Over 100 stores are going on strike, including in major cities like Boston, New York, D.C., Chicago, San Francisco and Los Angeles. Workers are also planning to strike in Seattle, where they will march outside of the company’s headquarters the day before the company holds its annual shareholder meeting.
“Starbucks baristas like me are the ones who keep our stores running. We remember our customers’ regular orders, make the lattes, clean up spills, and are often the bright spot of our customers’ days. We are the heart and soul of Starbucks,” Sarah Pappin, Seattle Starbucks worker, said in a statement. “Instead of celebrating the law-breaking former CEO hell-bent on silencing us, Starbucks should respect our right to organize and meet us at the bargaining table.”
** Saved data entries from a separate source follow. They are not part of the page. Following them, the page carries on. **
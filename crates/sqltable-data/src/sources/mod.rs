//! Spreadsheet and CSV readers.
//!
//! Both readers load a whole file as a [`Workbook`](crate::workbook::Workbook)
//! for the importer.

pub mod csv;
pub mod excel;

pub use csv::{CsvOptions, CsvSource};
pub use excel::ExcelSource;
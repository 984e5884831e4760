//! sqltable-core - tables from SQL queries in plain text documents
//!
//! Finds `sql-table` directives in a document, runs each query against a
//! spreadsheet, CSV file or SQLite database and replaces the directive with
//! an AsciiDoc table.
//!
//! # Example
//!
//! ```no_run
//! use std::path::Path;
//! use sqltable_core::{render_document, Settings};
//!
//! let text = "\
//! .. sql-table:: People
//!    :source: people.xlsx
//!    :header: Name, Age
//!    :sql: SELECT name, age FROM People
//! ";
//! let rendered = render_document(text, Path::new("docs"), &Settings::default());
//! for diag in rendered.diagnostics.iter() {
//!     eprintln!("{diag}");
//! }
//! println!("{}", rendered.text);
//! ```

pub mod config;
pub mod diagnostics;
pub mod directive;
pub mod error;
pub mod generator;
pub mod render;
pub mod sql_table;

pub use config::{EncodingPolicy, Settings};
pub use diagnostics::{Diagnostic, Diagnostics, Severity, Span};
pub use directive::{find_directives, DirectiveBlock, Driver, SqlTableDirective};
pub use error::{DirectiveError, Result};
pub use generator::{generate, generate_table, AsciiDoc};
pub use render::{render_document, Rendered};
pub use sql_table::{Expansion, SqlTableRunner};

/// Crate version
pub const VERSION: &str = env!("CARGO_PKG_VERSION");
“As Starbucks celebrates their provenance and record profits this week, my partners have to deal with the reality that we are being nickel and dimed to extract as much labor as cheaply as possible,” said Maria Flores, a Starbucks employee in Queens, New York.
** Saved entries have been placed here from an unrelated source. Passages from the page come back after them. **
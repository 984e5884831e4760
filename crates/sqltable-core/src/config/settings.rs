//! Configuration settings

use std::fs;
use std::path::{Path, PathBuf};

use serde::{Deserialize, Serialize};
use sqltable_data::{CsvOptions, ImportOptions, Verbosity};
use thiserror::Error;
use tracing::debug;

use crate::directive::Driver;

/// File looked up by [`Settings::discover`]
pub const CONFIG_FILE_NAME: &str = "sqltable.toml";

/// Errors reading a configuration file
#[derive(Debug, Error)]
pub enum ConfigError {
    #[error("Cannot read {path}: {source}")]
    Io {
        path: PathBuf,
        #[source]
        source: std::io::Error,
    },

    #[error("Invalid configuration: {0}")]
    Parse(#[from] toml::de::Error),

    #[error("Invalid configuration value: {0}")]
    Invalid(String),
}

/// What to do when a directive declares a non-UTF-8 `:encoding:`
#[derive(Debug, Clone, Copy, PartialEq, Eq, Serialize, Deserialize, Default)]
#[serde(rename_all = "lowercase")]
pub enum EncodingPolicy {
    /// The directive fails
    #[default]
    Strict,
    /// The option is ignored and a warning is reported
    Warn,
}

/// Top-level settings structure
#[derive(Debug, Clone, PartialEq, Serialize, Deserialize, Default)]
#[serde(default)]
pub struct Settings {
    pub directive: DirectiveSettings,
    pub import: ImportSettings,
    pub csv: CsvSettings,
    pub log: LogSettings,
}

impl Settings {
    /// Parse settings from a TOML string
    pub fn from_toml_str(toml_str: &str) -> Result<Self, toml::de::Error> {
        toml::from_str(toml_str)
    }

    /// Read and validate a settings file
    pub fn load(path: impl AsRef<Path>) -> Result<Self, ConfigError> {
        let path = path.as_ref();
        let text = fs::read_to_string(path).map_err(|source| ConfigError::Io {
            path: path.to_path_buf(),
            source,
        })?;
        let settings = Self::from_toml_str(&text)?;
        settings.validate()?;
        debug!(path = %path.display(), "loaded configuration");
        Ok(settings)
    }

    /// Load the nearest `sqltable.toml` at or above `dir`, or defaults
    pub fn discover(dir: impl AsRef<Path>) -> Result<Self, ConfigError> {
        match find_config_file(dir) {
            Some(path) => Self::load(path),
            None => Ok(Self::default()),
        }
    }

    /// Check values serde cannot check on its own
    pub fn validate(&self) -> Result<(), ConfigError> {
        self.csv.to_options().map(|_| ())
    }
}

/// Walk up from `dir` looking for [`CONFIG_FILE_NAME`]
pub fn find_config_file(dir: impl AsRef<Path>) -> Option<PathBuf> {
    dir.as_ref()
        .ancestors()
        .map(|d| d.join(CONFIG_FILE_NAME))
        .find(|candidate| candidate.is_file())
}

/// Defaults for directive options
#[derive(Debug, Clone, PartialEq, Serialize, Deserialize)]
#[serde(default)]
pub struct DirectiveSettings {
    /// Driver used when a directive has no `:driver:`
    pub driver: Driver,
    /// Source used when a directive has no `:source:`
    pub source: String,
    /// Resolve sources against this directory instead of the document's
    pub base_dir: Option<PathBuf>,
    pub encoding: EncodingPolicy,
}

impl Default for DirectiveSettings {
    fn default() -> Self {
        Self {
            driver: Driver::Xlsx,
            source: "data.xlsx".to_string(),
            base_dir: None,
            encoding: EncodingPolicy::Strict,
        }
    }
}

impl DirectiveSettings {
    /// Directory sources are resolved against for a document in `doc_dir`
    pub fn resolve_base_dir(&self, doc_dir: &Path) -> PathBuf {
        match &self.base_dir {
            Some(base) => doc_dir.join(base),
            None => doc_dir.to_path_buf(),
        }
    }
}

/// Sheet importer settings
#[derive(Debug, Clone, PartialEq, Serialize, Deserialize, Default)]
#[serde(default)]
pub struct ImportSettings {
    /// Zero-based row holding column names
    pub header_row: usize,
    pub verbosity: Verbosity,
}

impl ImportSettings {
    pub fn to_options(&self) -> ImportOptions {
        ImportOptions {
            header_row: self.header_row,
        }
    }
}

/// CSV reader settings
#[derive(Debug, Clone, PartialEq, Serialize, Deserialize)]
#[serde(default)]
pub struct CsvSettings {
    pub delimiter: char,
    pub quote: char,
    /// Trim whitespace around fields
    pub trim: bool,
    /// Allow rows of differing lengths
    pub flexible: bool,
}

impl Default for CsvSettings {
    fn default() -> Self {
        let options = CsvOptions::default();
        Self {
            delimiter: char::from(options.delimiter),
            quote: char::from(options.quote),
            trim: options.trim,
            flexible: options.flexible,
        }
    }
}

impl CsvSettings {
    /// Reader options; delimiter and quote must be single ASCII characters
    pub fn to_options(&self) -> Result<CsvOptions, ConfigError> {
        let ascii = |name: &str, c: char| {
            u8::try_from(c)
                .ok()
                .filter(u8::is_ascii)
                .ok_or_else(|| ConfigError::Invalid(format!("csv.{name} must be ASCII, got {c:?}")))
        };
        Ok(CsvOptions {
            delimiter: ascii("delimiter", self.delimiter)?,
            quote: ascii("quote", self.quote)?,
            trim: self.trim,
            flexible: self.flexible,
        })
    }
}

/// Logging settings for the command line tool
#[derive(Debug, Clone, PartialEq, Serialize, Deserialize)]
#[serde(default)]
pub struct LogSettings {
    /// `tracing` filter directive, e.g. "info" or "sqltable_data=debug"
    pub level: String,
}

impl Default for LogSettings {
    fn default() -> Self {
        Self {
            level: "info".to_string(),
        }
    }
}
Workers are demanding a seat at the table in Starbucks’s shareholder and other corporate meetings. Earlier this month, the union wrote a letter to shareholders urging them to vote for a proposal for a third party to assess the company’s commitment to workers’ rights, saying that their union-busting campaign runs counter to its own internal labor pledges.
The workers are also asking for better conditions like livable wages, consistent hours and the ability to unionize and organize their workplaces without interference from the company, according to a press release. The company has indeed pulled out a dizzying array of anti-union tactics as workers have organized their union, including firing workers in retaliation for unionizing and permanently shutting down stores that have unionized or are unionizing.
Recently, a National Labor Relations Board (NLRB) judge ruled that Starbucks had violated federal labor laws hundreds of times in Buffalo alone; overall, according to Starbucks Workers United, the NLRB has found over 1,400 labor law violations from the company in the less than two years that workers have been unionizing.
Starbucks Workers United says that new CEO Laxman Narasimhan, who started his tenure on Monday after three-time CEO and board member Howard Schultz stepped down two weeks earlier than expected, has a chance to buck Schultz’s anti-union tactics and pave a new path for the company and its workers. Schultz stepped down just before he is scheduled to testify in a hearing about the company’s union busting led by Sen. Bernie Sanders (I-Vermont) next Wednesday.
“Wednesday’s day of action will also serve to welcome the company’s new chief executive, Laxman Narasimhan, and send him a message that the transition in the C-Suite provides an opportunity for the company to stop its unprecedented campaign of union busting and instead partner with its workers and our union to build a company that truly lives up to its stated progressive values,” says the press release.
Wednesday’s strike is one of the largest actions held by the union so far. Last year, workers walked out several times in similarly-sized strikes to protest the company’s union busting; in November, the union staged a “Red Cup Rebellion” on the company’s “Red Cup Day,” in which the company rakes in some of its highest profits of the year and gives out branded red cups to customers.